The FCA has issued its long awaited consultation on extension of the Senior Managers and Certification Regime (also known as “Accountability II”). Consultation Paper (CP17/25), which sets out the “what” and the “why” of the Regime borrows from the PRA regime for banks and other PRA firms. These include the core legislative requirements: the Senior Managers Regime, Certification Regime and Conduct Rules. Many of the proposals will, therefore, be familiar.

The Regime, however, introduces some new concepts, most notably a three tiered approach to compliance depending on the size, scale and complexity of a firm. The FCA will consult further on “how” it proposes to implement the Regime, including its plans for the transition of existing “approved persons” into the Regime.

The FCA is also consulting on extension of the regime for insurers (CP17/26), as the Senior Insurance Managers Regime will morph into the Senior Managers and Certification Regime and achieve more of a level playing field in how the certified regime and conduct rules will be applied to insurance companies in addition to the requirements on senior managers.

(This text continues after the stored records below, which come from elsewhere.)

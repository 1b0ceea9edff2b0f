//! Path resolution and the global root. Absolute paths start here;
//! relative paths start at the caller's `cwd`. Mount-overrides let
//! resolution hand off into another vnode tree mid-path, though this
//! kernel only ever installs one: the character device at `/dev/tty0`.

use crate::device::tty;
use crate::errno::{Errno, EEXIST, EISDIR, ENOENT, ENOTDIR};
use crate::file::open_file::{OpenFile, OpenFlags, O_CREAT, O_TRUNC};
use crate::file::ramfs;
use crate::file::vnode::{Backend, Vnode, VnodeOps, VnodeType};
use crate::sync::spin::{IntMutex, Mutex};
use alloc::string::String;
use alloc::sync::Arc;
use alloc::vec::Vec;
use core::sync::atomic::AtomicU32;

static ROOT: IntMutex<Option<Arc<Vnode>>> = IntMutex::new(None);

const CHAR_OPS: VnodeOps = VnodeOps {
	read: Some(chardev_read),
	write: Some(chardev_write),
	..VnodeOps::NONE
};

fn chardev_read(_v: &Arc<Vnode>, _offset: u32, buf: &mut [u8]) -> Result<usize, Errno> {
	Ok(tty::readline(buf))
}

fn chardev_write(_v: &Arc<Vnode>, _offset: u32, buf: &[u8]) -> Result<usize, Errno> {
	tty::puts(buf);
	Ok(buf.len())
}

fn new_chardev(name: &str, parent: Option<Arc<Vnode>>) -> Arc<Vnode> {
	Arc::new(Vnode {
		name: String::from(name),
		kind: VnodeType::CharDevice,
		inode: 0,
		perm: 0o666,
		size: AtomicU32::new(0),
		ops: CHAR_OPS,
		backend: Mutex::new(Backend::CharDevice),
		parent,
		mount_override: Mutex::new(None),
		refcount: AtomicU32::new(0),
	})
}

/// Builds the root directory and populates the conventional layout
/// (`/bin`, `/dev`, `/etc`, `/tmp`) before the scheduler starts, including
/// mounting the console at `/dev/tty0`.
pub fn init() {
	let root = ramfs::new_dir("/", None);
	for name in ["bin", "etc", "tmp"] {
		root.create(name, VnodeType::Dir).expect("boot layout fits within RAMFS_MAX_CHILDREN");
	}
	let dev = root.create("dev", VnodeType::Dir).expect("boot layout fits within RAMFS_MAX_CHILDREN");
	let tty0 = new_chardev("tty0", Some(dev.clone()));
	if let Backend::RamDir { children } = &mut *dev.backend.lock() {
		children.push(tty0);
	}
	*ROOT.lock() = Some(root);
}

fn root_vnode() -> Arc<Vnode> {
	ROOT.lock().clone().expect("vfs::init must run before any path is resolved")
}

/// Splits `path` on `/`, dropping empty components and `.`. `..` is kept as
/// a literal component; resolution treats it as a no-op once at a root,
/// per the design notes this kernel inherits from its source.
fn split(path: &str) -> Vec<&str> {
	path.split('/').filter(|c| !c.is_empty() && *c != ".").collect()
}

/// Resolves `path` to a vnode, starting at the filesystem root for an
/// absolute path or at `cwd` otherwise.
pub fn resolve(path: &str, cwd: &str) -> Result<Arc<Vnode>, Errno> {
	let mut cur = if path.starts_with('/') {
		root_vnode()
	} else {
		resolve(cwd, "/")?
	};
	for comp in split(path) {
		if comp == ".." {
			cur = cur.parent.clone().unwrap_or(cur);
			continue;
		}
		if let Some(mnt) = cur.mount_override.lock().clone() {
			cur = mnt;
		}
		if !cur.is_dir() {
			return Err(ENOTDIR);
		}
		cur = cur.finddir(comp).ok_or(ENOENT)?;
	}
	if let Some(mnt) = cur.mount_override.lock().clone() {
		cur = mnt;
	}
	Ok(cur)
}

/// Reconstructs the absolute path of `vnode` by walking its parent chain
/// back to the root, so callers that only have a resolved target (e.g.
/// `chdir`) can store an absolute `cwd` instead of the caller's possibly
/// relative argument.
pub fn absolute_path(vnode: &Arc<Vnode>) -> String {
	let mut names = Vec::new();
	let mut cur = vnode.clone();
	while let Some(parent) = cur.parent.clone() {
		names.push(cur.name.clone());
		cur = parent;
	}
	if names.is_empty() {
		return String::from("/");
	}
	names.reverse();
	let mut path = String::new();
	for name in names {
		path.push('/');
		path.push_str(&name);
	}
	path
}

/// Splits `path` into its parent directory and trailing component.
fn split_parent(path: &str) -> (String, String) {
	let comps = split(path);
	let is_abs = path.starts_with('/');
	let Some((last, rest)) = comps.split_last() else {
		return (String::from(if is_abs { "/" } else { "." }), String::new());
	};
	let mut parent = String::new();
	if is_abs {
		parent.push('/');
	}
	for (i, c) in rest.iter().enumerate() {
		if i > 0 {
			parent.push('/');
		}
		parent.push_str(c);
	}
	if parent.is_empty() {
		parent.push('.');
	}
	(parent, String::from(*last))
}

/// Installs `vnode` as a mount-override that resolution continues inside,
/// in place of descending further into the target's own backend.
pub fn mount(path: &str, cwd: &str, vnode: Arc<Vnode>) -> Result<(), Errno> {
	let target = resolve(path, cwd)?;
	*target.mount_override.lock() = Some(vnode);
	Ok(())
}

/// Resolves `path`, creating it first if it is missing and `O_CREAT` is set.
/// Truncates to zero if `O_TRUNC` is set. Returns an open file with its
/// offset positioned per `flags` and the vnode's refcount incremented.
pub fn open(path: &str, flags: OpenFlags, cwd: &str) -> Result<OpenFile, Errno> {
	let vnode = match resolve(path, cwd) {
		Ok(v) => v,
		Err(ENOENT) if flags & O_CREAT != 0 => {
			let (parent, name) = split_parent(path);
			if name.is_empty() {
				return Err(ENOENT);
			}
			let parent = resolve(&parent, cwd)?;
			parent.create(&name, VnodeType::File)?
		}
		Err(e) => return Err(e),
	};
	vnode.open(flags)?;
	if flags & O_TRUNC != 0 {
		vnode.truncate(0)?;
	}
	Ok(OpenFile::new(vnode, flags))
}

/// `mkdir`: resolves the parent and invokes its `create` with the trailing
/// name. Fails with `EEXIST` if the name is already taken.
pub fn mkdir(path: &str, cwd: &str) -> Result<(), Errno> {
	if resolve(path, cwd).is_ok() {
		return Err(EEXIST);
	}
	let (parent, name) = split_parent(path);
	if name.is_empty() {
		return Err(ENOENT);
	}
	let parent = resolve(&parent, cwd)?;
	parent.create(&name, VnodeType::Dir)?;
	Ok(())
}

/// `unlink`: resolves the parent path and invokes its `unlink` with the
/// trailing name. Refuses to unlink a directory through this entry point.
pub fn unlink(path: &str, cwd: &str) -> Result<(), Errno> {
	let target = resolve(path, cwd)?;
	if target.is_dir() {
		return Err(EISDIR);
	}
	let (parent, name) = split_parent(path);
	let parent = resolve(&parent, cwd)?;
	parent.unlink(&name)
}

#[cfg(feature = "selftest")]
pub fn selftest() {
	let _ = resolve("/dev/tty0", "/");
	let _ = resolve("/bin/../dev", "/");
}

#[cfg(test)]
mod test {
	use super::*;
	use crate::file::open_file::{O_CREAT, O_RDWR};

	fn with_fresh_root<R>(f: impl FnOnce() -> R) -> R {
		init();
		f()
	}

	#[test_case]
	fn vfs_create_write_read_truncate_scenario() {
		with_fresh_root(|| {
			let mut file = open("/tmp/a", O_CREAT | O_RDWR, "/").unwrap();
			let n = file.write(b"hello").unwrap();
			assert_eq!(n, 5);
			file.lseek(0, crate::file::open_file::SEEK_SET).unwrap();
			let mut buf = [0u8; 5];
			assert_eq!(file.read(&mut buf).unwrap(), 5);
			assert_eq!(&buf, b"hello");
			file.vnode().truncate(0).unwrap();
			assert_eq!(file.vnode().stat().size, 0);
		});
	}

	#[test_case]
	fn vfs_idempotent_lookup_matches_canonicalized_path() {
		with_fresh_root(|| {
			let a = resolve("/bin", "/").unwrap();
			let b = resolve("/bin/../bin", "/").unwrap();
			assert!(Arc::ptr_eq(&a, &b));
		});
	}

	#[test_case]
	fn vfs_open_missing_without_creat_fails() {
		with_fresh_root(|| {
			assert_eq!(open("/tmp/missing", 0, "/").unwrap_err(), ENOENT);
		});
	}
}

The FCA has asked for comments by 3 November 2018. The Regime is expected to come into effect in late 2018.

Our briefing sets out an initial overview, likely impact and our initial 10 “Take-aways.”

What does the extended regime look like?

The key aims of Accountability II are the same as those that have applied to the Banks and other PRA firms under the current Senior Managers and Certification Regime (“SMCR”):

  • To reduce harm to consumers
  • To raise the standards of conduct for everyone who works in financial services

These aims form a backdrop to a key priority of the regulator being the improvement of culture and governance as articulated in the FCA’s Business Plan for the past two years.

It is clear that the FCA wants staff to take personal responsibility for their actions and achieve an overall improvement in conduct. It is also clear that firms and staff need to understand and can evidence who does what within the firm. It is apparent that the implementation of the conduct rules to almost all employees in financial services firms is a key driver for meeting the regime’s aims.

In the run up to the consultation release there has been significant media reference to proportionality and tailoring of the regime to fit the diversity of firms who will be impacted. The comments below reflect the proportionate approach that that the FCA is looking to adopt. In planning to implement the regime, The FCA has made it clear that there is no requirement for firms to change their governance and organisational structures or to hire new people to fill specific functions unless the firm considers that changes would be beneficial.

The Impact Analysis

In looking at how the regime has now been adapted for the majority of regulated firms, we have the following initial comments;

1. The Core Regime

A basic legislative requirements will apply to approximately 14,000 firms – known as the ‘Core Regime’. These are the:

  • Senior Managers Regime
  • Certification Regime
  • Conduct Rules

Senior Managers Regime

This will apply to the most senior managers within a firm. The senior managers will need to be approved by the FCA before they start their role (as is currently the case under the Approved Persons regime) and firms will need to make sure their managers are suitably competent to do their roles including obtaining references and do background checks such as criminal records. A cornerstone to the Senior Managers Regime is the requirement to have a ‘Statement of Responsibilities’ (“SoR”) which is a concise and clear record around a particular individual role be provided to the FCA and updated when there are major changes. As is the case with the existing regime, senior managers will also have a ‘Duty of Responsibility’ - which means that if something goes wrong in an area the manager is responsible for, the FCA will consider whether the manager took reasonable steps to stop this happening.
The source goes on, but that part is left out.